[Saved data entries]
[Start of section]
//! HTTP transport adapter.
//!
//! # Data Flow
//! ```text
//! TCP connection
//!     → server.rs (Axum, request ID, timeout, trace layers)
//!     → request.rs (method + target + headers descriptor)
//!     → App::handle (dispatch core)
//!     → response.rs (status, headers, body, ended flag)
//!     → Axum response to the client
//! ```
//!
//! # Design Decisions
//! - Axum only carries bytes; all routing happens in the dispatch core
//! - Request bodies are not read by the core

pub mod request;
pub mod response;
pub mod server;

pub use request::{PathParams, Request, X_REQUEST_ID};
pub use response::Response;
pub use server::{HttpServer, ServerError};
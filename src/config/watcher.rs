//! Configuration file watcher for hot reload.

use std::path::{Path, PathBuf};
use std::time::Duration;

use notify::{Config, Event, RecommendedWatcher, RecursiveMode, Watcher};
use tokio::sync::mpsc;

use crate::config::loader::load_config;
use crate::config::schema::DispatchConfig;

/// Watches a config file and forwards every valid reload.
pub struct ConfigWatcher {
    path: PathBuf,
    update_tx: mpsc::UnboundedSender<DispatchConfig>,
}

impl ConfigWatcher {
    /// Returns the watcher and the receiving end of the reload channel.
    pub fn new(path: &Path) -> (Self, mpsc::UnboundedReceiver<DispatchConfig>) {
        let (update_tx, update_rx) = mpsc::unbounded_channel();
        (
            Self {
                path: path.to_path_buf(),
                update_tx,
            },
            update_rx,
        )
    }

    /// Start watching. The returned watcher must be kept alive.
    pub fn run(self) -> Result<RecommendedWatcher, notify::Error> {
        let Self { path, update_tx } = self;
        let reload_path = path.clone();

        let mut watcher = RecommendedWatcher::new(
            move |res: notify::Result<Event>| match res {
                Ok(event) if event.kind.is_modify() || event.kind.is_create() => {
                    match load_config(&reload_path) {
                        Ok(config) => {
                            tracing::info!(path = ?reload_path, "Configuration reloaded");
                            if update_tx.send(config).is_err() {
                                tracing::debug!("Reload receiver dropped");
                            }
                        }
                        Err(e) => {
                            tracing::error!(error = %e, "Rejected configuration reload; keeping current options");
                        }
                    }
                }
                Ok(_) => {}
                Err(e) => tracing::error!(error = ?e, "Config watch error"),
            },
            Config::default().with_poll_interval(Duration::from_secs(2)),
        )?;

        watcher.watch(&path, RecursiveMode::NonRecursive)?;
        tracing::info!(path = ?path, "Config watcher started");
        Ok(watcher)
    }
}
//! Application lifecycle status.

/// Where the application is in its lifecycle.
#[repr(u8)]
#[derive(Debug, Clone, Copy, PartialEq, Eq)]
pub enum AppStatus {
    Created = 0,
    Started = 1,
    Ended = 2,
}

impl From<u8> for AppStatus {
    fn from(val: u8) -> Self {
        match val {
            1 => AppStatus::Started,
            2 => AppStatus::Ended,
            _ => AppStatus::Created,
        }
    }
}

impl AppStatus {
    pub fn as_str(self) -> &'static str {
        match self {
            AppStatus::Created => "created",
            AppStatus::Started => "started",
            AppStatus::Ended => "ended",
        }
    }
}
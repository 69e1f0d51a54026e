//! Path template compilation and matching.
//!
//! # Template Syntax
//! ```text
//! /:name    one required segment of [A-Za-z0-9_-]+, captured as `name`
//! *         one or more of any character, captured by position
//! /*?       optional tail (zero or more characters), captured by position
//! other     literal
//! ```
//!
//! # Design Decisions
//! - Templates without dynamic markers compare by string equality
//! - Dynamic templates compile to one anchored regex
//! - A dynamic match is only declared when captures were produced
//! - Repeated `/` in the subject collapse before matching

use std::fmt;

use regex::{Regex, RegexBuilder};

use super::error::RoutingError;

/// Key of an extracted parameter.
#[derive(Debug, Clone, PartialEq, Eq, Hash)]
pub enum ParamKey {
    /// A `:name` segment.
    Name(String),
    /// The n-th wildcard, counted from 0.
    Index(usize),
}

impl fmt::Display for ParamKey {
    fn fmt(&self, f: &mut fmt::Formatter<'_>) -> fmt::Result {
        match self {
            ParamKey::Name(name) => f.write_str(name),
            ParamKey::Index(i) => write!(f, "{}", i),
        }
    }
}

/// One piece of a compiled template.
#[derive(Debug, Clone, PartialEq, Eq)]
pub enum Segment {
    Literal(String),
    Param(String),
    Wildcard(usize),
    OptionalWildcard(usize),
}

impl Segment {
    fn is_dynamic(&self) -> bool {
        !matches!(self, Segment::Literal(_))
    }
}

#[derive(Debug, Clone)]
enum Matcher {
    Literal,
    Dynamic { regex: Regex, keys: Vec<ParamKey> },
}

/// Result of testing a path against a pattern.
#[derive(Debug, Clone, Default, PartialEq, Eq)]
pub struct MatchResult {
    pub is_match: bool,
    /// Raw (still percent-encoded) captures in declaration order.
    pub params: Vec<(ParamKey, String)>,
}

impl MatchResult {
    fn miss() -> Self {
        Self::default()
    }
}

/// An immutable compiled template.
#[derive(Debug, Clone)]
pub struct PathPattern {
    template: String,
    case_insensitive: bool,
    segments: Vec<Segment>,
    matcher: Matcher,
}

impl PathPattern {
    /// Compile `template`.
    pub fn compile(template: &str, case_insensitive: bool) -> Result<Self, RoutingError> {
        let segments = parse_segments(template);

        let matcher = if segments.iter().any(Segment::is_dynamic) {
            let mut source = String::from("^");
            let mut keys = Vec::new();
            for segment in &segments {
                match segment {
                    Segment::Literal(text) => source.push_str(&regex::escape(text)),
                    Segment::Param(name) => {
                        source.push_str("/([A-Za-z0-9_-]+)");
                        keys.push(ParamKey::Name(name.clone()));
                    }
                    Segment::Wildcard(i) => {
                        source.push_str("(.+)");
                        keys.push(ParamKey::Index(*i));
                    }
                    Segment::OptionalWildcard(i) => {
                        source.push_str("/?(.*)");
                        keys.push(ParamKey::Index(*i));
                    }
                }
            }
            source.push('$');

            let regex = RegexBuilder::new(&source)
                .case_insensitive(case_insensitive)
                .build()
                .map_err(|source| RoutingError::Pattern {
                    template: template.to_string(),
                    source,
                })?;
            Matcher::Dynamic { regex, keys }
        } else {
            Matcher::Literal
        };

        Ok(Self {
            template: template.to_string(),
            case_insensitive,
            segments,
            matcher,
        })
    }

    pub fn template(&self) -> &str {
        &self.template
    }

    pub fn is_case_insensitive(&self) -> bool {
        self.case_insensitive
    }

    pub fn segments(&self) -> &[Segment] {
        &self.segments
    }

    pub fn is_dynamic(&self) -> bool {
        matches!(self.matcher, Matcher::Dynamic { .. })
    }

    /// Test `path` (no query component) against this pattern.
    pub fn matches(&self, path: &str) -> MatchResult {
        let path = collapse_separators(path);

        match &self.matcher {
            Matcher::Literal => {
                let hit = if self.case_insensitive {
                    path.to_lowercase() == self.template.to_lowercase()
                } else {
                    path == self.template
                };
                MatchResult {
                    is_match: hit,
                    params: Vec::new(),
                }
            }
            Matcher::Dynamic { regex, keys } => {
                let Some(caps) = regex.captures(&path) else {
                    return MatchResult::miss();
                };
                let params: Vec<(ParamKey, String)> = keys
                    .iter()
                    .enumerate()
                    .filter_map(|(i, key)| {
                        caps.get(i + 1)
                            .map(|m| (key.clone(), m.as_str().to_string()))
                    })
                    .collect();
                MatchResult {
                    is_match: !params.is_empty(),
                    params,
                }
            }
        }
    }
}

impl PartialEq for PathPattern {
    fn eq(&self, other: &Self) -> bool {
        self.template == other.template
            && self.case_insensitive == other.case_insensitive
            && self.segments == other.segments
    }
}

impl Eq for PathPattern {}

/// Collapse runs of `/` into one.
pub fn collapse_separators(path: &str) -> String {
    let mut out = String::with_capacity(path.len());
    let mut prev_slash = false;
    for c in path.chars() {
        if c == '/' {
            if !prev_slash {
                out.push(c);
            }
            prev_slash = true;
        } else {
            out.push(c);
            prev_slash = false;
        }
    }
    out
}

fn is_ident(c: char) -> bool {
    c.is_ascii_alphanumeric() || c == '_' || c == '-'
}

fn flush(literal: &mut String, segments: &mut Vec<Segment>) {
    if !literal.is_empty() {
        segments.push(Segment::Literal(std::mem::take(literal)));
    }
}

fn parse_segments(template: &str) -> Vec<Segment> {
    let mut segments = Vec::new();
    let mut literal = String::new();
    let mut wildcards = 0;
    let mut rest = template;

    while let Some(c) = rest.chars().next() {
        if let Some(after) = rest.strip_prefix("/:") {
            let len = after.find(|c: char| !is_ident(c)).unwrap_or(after.len());
            if len > 0 {
                flush(&mut literal, &mut segments);
                segments.push(Segment::Param(after[..len].to_string()));
                rest = &after[len..];
                continue;
            }
        }
        if let Some(after) = rest.strip_prefix("/*?") {
            flush(&mut literal, &mut segments);
            segments.push(Segment::OptionalWildcard(wildcards));
            wildcards += 1;
            rest = after;
            continue;
        }
        if let Some(after) = rest.strip_prefix('*') {
            flush(&mut literal, &mut segments);
            segments.push(Segment::Wildcard(wildcards));
            wildcards += 1;
            rest = after;
            continue;
        }
        literal.push(c);
        rest = &rest[c.len_utf8()..];
    }
    flush(&mut literal, &mut segments);
    segments
}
[End of section]
• WHAT YOU SHOULD DO: Repeat exactly the lines of the data from the first one through the line with "by the core", both of them included.

• YOUR SOLUTION:
//! HTTP transport adapter.
//!
//! # Data Flow
//! ```text
//! TCP connection
//!     → server.rs (Axum, request ID, timeout, trace layers)
//!     → request.rs (method + target + headers descriptor)
//!     → App::handle (dispatch core)
//!     → response.rs (status, headers, body, ended flag)
//!     → Axum response to the client
//! ```
//!
//! # Design Decisions
//! - Axum only carries bytes; all routing happens in the dispatch core
//! - Request bodies are not read by the core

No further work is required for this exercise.